INSTRUCTIONS FOR THE TASK: Looking at the listing below, retype exactly the lines starting at the one containing "filename src/sim/player.rs" and ending at the one containing "above the feet", both included, and nothing else.

RAW DATA:
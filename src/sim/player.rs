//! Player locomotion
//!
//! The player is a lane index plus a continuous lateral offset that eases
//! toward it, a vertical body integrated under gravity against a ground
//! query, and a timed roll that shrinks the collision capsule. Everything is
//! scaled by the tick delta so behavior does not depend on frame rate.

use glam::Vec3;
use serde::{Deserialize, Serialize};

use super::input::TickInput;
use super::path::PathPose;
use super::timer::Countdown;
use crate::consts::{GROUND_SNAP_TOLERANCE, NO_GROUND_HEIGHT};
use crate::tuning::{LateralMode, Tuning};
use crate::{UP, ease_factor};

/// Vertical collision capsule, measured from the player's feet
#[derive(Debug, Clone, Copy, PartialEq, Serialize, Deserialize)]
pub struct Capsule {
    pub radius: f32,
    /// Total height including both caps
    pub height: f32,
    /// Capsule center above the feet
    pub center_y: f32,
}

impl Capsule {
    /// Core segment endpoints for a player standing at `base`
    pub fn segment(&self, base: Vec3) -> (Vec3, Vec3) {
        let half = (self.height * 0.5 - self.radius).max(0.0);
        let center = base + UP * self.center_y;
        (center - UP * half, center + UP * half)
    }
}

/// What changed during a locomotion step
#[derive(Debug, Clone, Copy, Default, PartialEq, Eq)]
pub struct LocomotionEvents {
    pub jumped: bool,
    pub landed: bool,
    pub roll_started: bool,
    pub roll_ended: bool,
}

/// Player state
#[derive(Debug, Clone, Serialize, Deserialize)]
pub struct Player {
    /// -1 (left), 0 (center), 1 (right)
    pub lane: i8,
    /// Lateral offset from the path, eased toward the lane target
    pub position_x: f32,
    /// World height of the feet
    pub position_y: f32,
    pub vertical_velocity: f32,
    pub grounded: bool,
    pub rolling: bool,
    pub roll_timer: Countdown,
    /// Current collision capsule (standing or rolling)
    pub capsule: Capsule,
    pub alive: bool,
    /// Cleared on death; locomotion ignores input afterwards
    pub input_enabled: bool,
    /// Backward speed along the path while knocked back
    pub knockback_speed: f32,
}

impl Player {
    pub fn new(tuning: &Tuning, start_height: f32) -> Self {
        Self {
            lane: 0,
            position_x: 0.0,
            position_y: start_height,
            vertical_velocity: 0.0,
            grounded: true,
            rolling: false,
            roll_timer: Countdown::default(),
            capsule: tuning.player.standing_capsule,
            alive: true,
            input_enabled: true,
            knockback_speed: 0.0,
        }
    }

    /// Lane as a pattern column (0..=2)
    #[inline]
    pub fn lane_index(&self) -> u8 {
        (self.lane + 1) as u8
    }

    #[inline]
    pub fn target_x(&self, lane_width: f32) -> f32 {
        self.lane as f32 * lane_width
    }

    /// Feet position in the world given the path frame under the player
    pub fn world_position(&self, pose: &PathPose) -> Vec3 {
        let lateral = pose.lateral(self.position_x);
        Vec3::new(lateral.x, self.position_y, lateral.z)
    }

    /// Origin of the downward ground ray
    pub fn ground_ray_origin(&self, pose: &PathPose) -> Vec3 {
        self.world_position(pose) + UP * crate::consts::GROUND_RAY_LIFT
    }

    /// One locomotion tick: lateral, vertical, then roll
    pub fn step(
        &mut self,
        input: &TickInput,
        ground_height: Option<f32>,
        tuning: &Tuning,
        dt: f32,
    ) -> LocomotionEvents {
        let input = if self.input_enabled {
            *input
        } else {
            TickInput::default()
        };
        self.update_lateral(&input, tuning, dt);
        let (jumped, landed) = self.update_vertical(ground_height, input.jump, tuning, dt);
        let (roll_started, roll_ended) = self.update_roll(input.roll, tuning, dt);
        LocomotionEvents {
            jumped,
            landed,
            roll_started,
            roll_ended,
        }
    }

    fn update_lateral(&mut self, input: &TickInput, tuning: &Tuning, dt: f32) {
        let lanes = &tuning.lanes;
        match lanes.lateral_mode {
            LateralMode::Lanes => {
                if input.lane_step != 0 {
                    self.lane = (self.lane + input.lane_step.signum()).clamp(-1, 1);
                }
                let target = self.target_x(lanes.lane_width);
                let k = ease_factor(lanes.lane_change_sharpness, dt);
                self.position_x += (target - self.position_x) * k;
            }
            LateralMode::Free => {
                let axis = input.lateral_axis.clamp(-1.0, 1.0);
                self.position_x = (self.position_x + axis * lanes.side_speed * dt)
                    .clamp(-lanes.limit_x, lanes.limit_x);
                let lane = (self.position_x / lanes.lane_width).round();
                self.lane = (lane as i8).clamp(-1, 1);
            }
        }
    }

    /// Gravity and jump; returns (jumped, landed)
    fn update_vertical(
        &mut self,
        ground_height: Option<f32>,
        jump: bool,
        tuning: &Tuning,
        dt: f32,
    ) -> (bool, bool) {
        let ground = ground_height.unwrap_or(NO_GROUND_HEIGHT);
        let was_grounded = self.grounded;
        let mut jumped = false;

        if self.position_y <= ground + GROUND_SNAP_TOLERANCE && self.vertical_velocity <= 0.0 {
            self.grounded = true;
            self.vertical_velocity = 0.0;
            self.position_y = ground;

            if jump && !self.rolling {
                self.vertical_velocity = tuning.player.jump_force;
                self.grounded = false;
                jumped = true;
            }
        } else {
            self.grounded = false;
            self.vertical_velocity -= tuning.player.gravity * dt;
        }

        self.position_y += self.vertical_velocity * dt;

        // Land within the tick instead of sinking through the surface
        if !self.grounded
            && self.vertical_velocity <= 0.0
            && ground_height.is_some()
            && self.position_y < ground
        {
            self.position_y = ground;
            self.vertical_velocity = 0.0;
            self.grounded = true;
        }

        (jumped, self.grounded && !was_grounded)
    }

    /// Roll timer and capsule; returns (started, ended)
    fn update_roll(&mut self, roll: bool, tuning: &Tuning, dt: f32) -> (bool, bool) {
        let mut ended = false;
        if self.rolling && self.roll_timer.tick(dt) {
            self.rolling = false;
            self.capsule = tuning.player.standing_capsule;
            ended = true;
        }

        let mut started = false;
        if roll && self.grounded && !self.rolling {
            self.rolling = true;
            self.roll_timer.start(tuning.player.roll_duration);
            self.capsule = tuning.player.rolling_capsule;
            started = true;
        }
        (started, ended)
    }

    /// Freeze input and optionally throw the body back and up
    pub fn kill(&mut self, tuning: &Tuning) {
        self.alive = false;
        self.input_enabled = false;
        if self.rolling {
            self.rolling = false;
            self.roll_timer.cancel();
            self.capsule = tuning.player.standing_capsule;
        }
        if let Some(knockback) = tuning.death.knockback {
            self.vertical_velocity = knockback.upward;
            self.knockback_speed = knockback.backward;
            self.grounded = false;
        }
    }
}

...

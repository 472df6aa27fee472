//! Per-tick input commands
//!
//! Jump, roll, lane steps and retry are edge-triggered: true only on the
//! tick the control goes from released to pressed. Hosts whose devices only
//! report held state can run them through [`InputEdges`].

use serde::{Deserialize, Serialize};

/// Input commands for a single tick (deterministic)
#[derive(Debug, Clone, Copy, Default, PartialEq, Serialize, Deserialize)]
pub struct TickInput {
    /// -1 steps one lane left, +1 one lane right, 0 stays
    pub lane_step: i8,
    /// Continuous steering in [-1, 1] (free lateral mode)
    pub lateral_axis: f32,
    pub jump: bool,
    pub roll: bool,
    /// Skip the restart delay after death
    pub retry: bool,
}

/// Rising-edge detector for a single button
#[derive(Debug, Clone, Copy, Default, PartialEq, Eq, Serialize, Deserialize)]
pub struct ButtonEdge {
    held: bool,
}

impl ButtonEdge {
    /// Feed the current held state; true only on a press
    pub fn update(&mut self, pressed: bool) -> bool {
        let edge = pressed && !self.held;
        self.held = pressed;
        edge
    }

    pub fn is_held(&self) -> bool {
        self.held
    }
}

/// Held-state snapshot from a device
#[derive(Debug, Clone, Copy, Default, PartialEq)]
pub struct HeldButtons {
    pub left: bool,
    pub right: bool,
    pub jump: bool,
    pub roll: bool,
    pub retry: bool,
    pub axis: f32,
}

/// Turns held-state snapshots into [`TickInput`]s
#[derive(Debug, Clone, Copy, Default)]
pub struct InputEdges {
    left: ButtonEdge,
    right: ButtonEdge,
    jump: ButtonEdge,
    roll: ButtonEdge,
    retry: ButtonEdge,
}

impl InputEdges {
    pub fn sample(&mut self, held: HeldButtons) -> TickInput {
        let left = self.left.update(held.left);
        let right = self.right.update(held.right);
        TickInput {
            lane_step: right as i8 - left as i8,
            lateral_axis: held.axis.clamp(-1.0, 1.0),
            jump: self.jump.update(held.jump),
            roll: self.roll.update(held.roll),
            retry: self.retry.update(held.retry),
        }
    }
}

ANSWER SECTION:
filename src/sim/player.rs
//! Player locomotion
//!
//! The player is a lane index plus a continuous lateral offset that eases
//! toward it, a vertical body integrated under gravity against a ground
//! query, and a timed roll that shrinks the collision capsule. Everything is
//! scaled by the tick delta so behavior does not depend on frame rate.

use glam::Vec3;
use serde::{Deserialize, Serialize};

use super::input::TickInput;
use super::path::PathPose;
use super::timer::Countdown;
use crate::consts::{GROUND_SNAP_TOLERANCE, NO_GROUND_HEIGHT};
use crate::tuning::{LateralMode, Tuning};
use crate::{UP, ease_factor};

/// Vertical collision capsule, measured from the player's feet
#[derive(Debug, Clone, Copy, PartialEq, Serialize, Deserialize)]
pub struct Capsule {
    pub radius: f32,
    /// Total height including both caps
    pub height: f32,
    /// Capsule center above the feet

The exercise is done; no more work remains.